A Senate oversight panel released on Thursday a report blasting Charles K. Edwards, former top watchdog of the Department of Homeland Security, for misconduct which it says effectively “compromised” him as the agency’s inspector general. Before he resigned from the post and took another job within the DHS in December, the report says, Edwards rewrote, delayed and reclassified critical reports and audits carried out by the Office of the Inspector General (OIG) at the behest of senior DHS officials. He is also said to have socialized with officials -- whose friendship, he told them in one email, he “truly valued” -- over dinner and drinks, and informed them of upcoming OIG investigations.

One of the reports which the subcommittee found Edwards had altered regarded http://www.immigrationpolicy.org/just-facts/secure-communities-fact-sheetSecure Communities, a controversial program by which Immigration and Customs Enforcement (ICE) obtains fingerprint records of detainees from local jails, scans them against their own records, and requests jails to hold detainees longer than otherwise necessary so that ICE agents can come interview potential immigration violators. The report discussed whether ICE had made misleading statements on the way the program would be implemented; before the final draft was sent to DHS, Edwards “directed language to be changed in the report at the request of DHS officials.”
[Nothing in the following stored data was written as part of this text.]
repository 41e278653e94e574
//! Configuration types for loading simulation scenarios from YAML.
//!
//! This module defines a thin, `serde`-deserializable representation of a
//! simulation scenario. A scenario consists of:
//!
//! - [`EngineConfig`]     – integration scheme and step count
//! - [`ParametersConfig`] – total time and numerical knobs of the schemes
//! - [`UnitsConfig`]      – optional override of the physical constants
//! - [`MassConvention`]   – whether body masses are kilograms or G*M values
//! - [`BodyConfig`]       – name, mass and initial state for each body
//! - [`ReferenceConfig`]  – optional known state at a later time, for comparison
//! - [`ScenarioConfig`]   – top-level wrapper used to load a scenario from YAML
//!
//! # YAML format
//!
//! ```yaml
//! engine:
//!   integrator: "quartic"   # or "constant", "predictor_corrector"
//!   steps: 10000
//!
//! parameters:
//!   t_end: 365.25           # days; ignored when a reference is given
//!   tolerance: 1.0e-15      # predictor-corrector threshold [AU]
//!   max_iterations: 1000
//!   refinement_passes: 2
//!   probe: "Mercury"        # omit to use the body with the largest acceleration
//!   momentum_reference: "Earth"
//!
//! masses: "gm"              # or "kg"
//!
//! bodies:
//!   - name: "Sun"
//!     mass: 0.2959122082855911e-03
//!     x: [ 0.0, 0.0, 0.0 ]
//!     v: [ 0.0, 0.0, 0.0 ]
//!
//! reference:
//!   t: 365.25
//!   bodies:
//!     - name: "Sun"
//!       x: [ 0.0, 0.0, 0.0 ]
//!       v: [ 0.0, 0.0, 0.0 ]
//! ```
//!
//! The scenario builder maps this configuration into a `Simulator`.

use std::fs::File;
use std::io::BufReader;
use std::path::Path;

use serde::Deserialize;

use crate::error::Result;

/// Which integration scheme the engine uses
#[derive(Deserialize, Debug, Clone, Copy, PartialEq, Eq)]
pub enum IntegratorConfig {
    #[serde(rename = "constant")] // one acceleration evaluation, held constant over the step
    Constant,

    #[serde(rename = "predictor_corrector")] // start/end accelerations averaged until converged
    PredictorCorrector,

    #[serde(rename = "quartic")] // quadratic acceleration fit, quartic position
    Quartic,
}

impl IntegratorConfig {
    pub const ALL: [IntegratorConfig; 3] = [
        IntegratorConfig::Constant,
        IntegratorConfig::PredictorCorrector,
        IntegratorConfig::Quartic,
    ];

    pub fn label(&self) -> &'static str {
        match self {
            IntegratorConfig::Constant => "constant",
            IntegratorConfig::PredictorCorrector => "predictor_corrector",
            IntegratorConfig::Quartic => "quartic",
        }
    }
}

impl std::str::FromStr for IntegratorConfig {
    type Err = String;

    fn from_str(s: &str) -> std::result::Result<Self, Self::Err> {
        IntegratorConfig::ALL
            .into_iter()
            .find(|i| i.label() == s)
            .ok_or_else(|| format!("unknown integrator \"{s}\", expected constant, predictor_corrector or quartic"))
    }
}

/// High-level engine configuration
#[derive(Deserialize, Debug, Clone)]
pub struct EngineConfig {
    pub integrator: IntegratorConfig, // scheme used for every step
    pub steps: usize, // number of equal steps over the simulated interval
}

/// Numerical parameters for a scenario
#[derive(Deserialize, Debug, Clone, Default)]
pub struct ParametersConfig {
    pub t_end: Option<f64>, // simulated interval [days], required without a reference
    pub tolerance: Option<f64>, // predictor-corrector threshold [AU]
    pub max_iterations: Option<usize>, // predictor-corrector iteration cap
    pub refinement_passes: Option<usize>, // quartic scheme passes
    pub probe: Option<String>, // convergence probe body
    pub momentum_reference: Option<String>, // momentum normalization body
}

/// Physical constants, each falling back to the default unit system
#[derive(Deserialize, Debug, Clone, Default)]
pub struct UnitsConfig {
    pub gravitational_constant: Option<f64>, // [m^3 kg^-1 s^-2]
    pub au: Option<f64>, // [m]
    pub seconds_per_day: Option<f64>,
}

/// How to read `BodyConfig::mass`
#[derive(Deserialize, Debug, Clone, Copy, PartialEq, Eq)]
pub enum MassConvention {
    #[serde(rename = "kg")]
    Kilograms,

    #[serde(rename = "gm")] // G*M in AU^3/day^2
    GravitationalParameter,
}

/// Configuration for a single body's initial state
#[derive(Deserialize, Debug, Clone)]
pub struct BodyConfig {
    pub name: String,
    pub mass: f64, // kg or G*M, per `ScenarioConfig::masses`
    pub x: [f64; 3], // position [AU]
    pub v: [f64; 3], // velocity [AU/day]
}

/// A body's state in the reference snapshot
#[derive(Deserialize, Debug, Clone)]
pub struct ReferenceBodyConfig {
    pub name: String,
    pub x: [f64; 3],
    pub v: [f64; 3],
}

/// Known state of the system `t` days after the initial state
#[derive(Deserialize, Debug, Clone)]
pub struct ReferenceConfig {
    pub t: f64,
    pub bodies: Vec<ReferenceBodyConfig>,
}

/// Top-level scenario configuration loaded from YAML.
#[derive(Deserialize, Debug, Clone)]
pub struct ScenarioConfig {
    pub engine: EngineConfig,
    #[serde(default)]
    pub parameters: ParametersConfig,
    #[serde(default)]
    pub units: UnitsConfig,
    pub masses: MassConvention,
    pub bodies: Vec<BodyConfig>,
    pub reference: Option<ReferenceConfig>,
}

impl ScenarioConfig {
    pub fn from_yaml(text: &str) -> Result<Self> {
        Ok(serde_yaml::from_str(text)?)
    }
}

/// Read and parse a scenario file
pub fn load_scenario(path: &Path) -> Result<ScenarioConfig> {
    let file = File::open(path)?;
    let reader = BufReader::new(file);
    Ok(serde_yaml::from_reader(reader)?)
}

#[cfg(test)]
mod tests {
    use super::*;

    const TWO_BODY: &str = r#"
engine:
  integrator: "predictor_corrector"
  steps: 100
parameters:
  t_end: 10.0
  probe: "Earth"
masses: "gm"
bodies:
  - name: "Sun"
    mass: 2.959122082855911e-4
    x: [0.0, 0.0, 0.0]
    v: [0.0, 0.0, 0.0]
  - name: "Earth"
    mass: 8.997011346712499e-10
    x: [1.0, 0.0, 0.0]
    v: [0.0, 0.0172, 0.0]
"#;

    #[test]
    fn parses_minimal_scenario() {
        let cfg = ScenarioConfig::from_yaml(TWO_BODY).unwrap();
        assert_eq!(cfg.engine.integrator, IntegratorConfig::PredictorCorrector);
        assert_eq!(cfg.engine.steps, 100);
        assert_eq!(cfg.masses, MassConvention::GravitationalParameter);
        assert_eq!(cfg.bodies.len(), 2);
        assert_eq!(cfg.bodies[1].x, [1.0, 0.0, 0.0]);
        assert_eq!(cfg.parameters.probe.as_deref(), Some("Earth"));
        assert!(cfg.parameters.tolerance.is_none());
        assert!(cfg.units.au.is_none());
        assert!(cfg.reference.is_none());
    }

    #[test]
    fn rejects_unknown_integrator() {
        let text = TWO_BODY.replace("predictor_corrector", "rk4");
        assert!(matches!(
            ScenarioConfig::from_yaml(&text),
            Err(crate::error::Error::Yaml(_))
        ));
    }

    #[test]
    fn integrator_names_round_trip_through_from_str() {
        for integrator in IntegratorConfig::ALL {
            assert_eq!(integrator.label().parse::<IntegratorConfig>(), Ok(integrator));
        }
        assert!("verlet".parse::<IntegratorConfig>().is_err());
    }
}
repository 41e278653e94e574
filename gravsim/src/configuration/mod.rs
pub mod config;
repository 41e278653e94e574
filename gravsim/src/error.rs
use thiserror::Error;

/// Crate-wide result type alias.
pub type Result<T> = std::result::Result<T, Error>;

/// Error type for the simulator and scenario loading.
///
/// Every failure is a deterministic function of the input state; nothing here is retryable.
#[derive(Debug, Error)]
pub enum Error {
    /// Mass table and state do not describe the same set of bodies, or a parameter is unusable.
    #[error("configuration error: {0}")]
    Configuration(String),

    /// Input outside the domain of the dynamics (e.g. two bodies at the same position).
    #[error("domain error: {0}")]
    Domain(String),

    /// Predictor-corrector refinement did not reach the tolerance within the iteration cap.
    #[error("no convergence after {iterations} iterations (last difference {difference:e} AU)")]
    Convergence { iterations: usize, difference: f64 },

    /// Reading a scenario file failed.
    #[error(transparent)]
    Io(#[from] std::io::Error),

    /// Scenario file is not valid YAML for [`crate::ScenarioConfig`].
    #[error(transparent)]
    Yaml(#[from] serde_yaml::Error),
}

#[cfg(test)]
mod tests {
    use super::*;

    #[test]
    fn error_display_is_informative() {
        let e = Error::Configuration("body \"Pluto\" has no mass".to_string());
        let msg = format!("{e}");
        assert!(msg.contains("configuration error"));
        assert!(msg.contains("Pluto"));
    }

    #[test]
    fn convergence_error_reports_iterations() {
        let e = Error::Convergence { iterations: 12, difference: 3.5e-9 };
        let msg = e.to_string();
        assert!(msg.contains("12 iterations"));
        assert!(msg.contains("3.5e-9"));
    }
}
The subcommittee also found Edwards to be unfamiliar with basic aspects of his office’s work, which is meant to be conducted independently of the DHS in order to report effectively on fraud and mismanagement within the agency. “Mr. Edwards did not understand the importance of independence,” the report said, later adding that “unlike most IGs, Mr. Edwards does not have experience conducting audits, investigations, or inspections, the three main types of work conducted in an Office of Inspector General.” The Associated Press reported on Friday morning that within hours after the release of the subcommittee’s report, DHS secretary Jeh Johnson put Edwards on leave.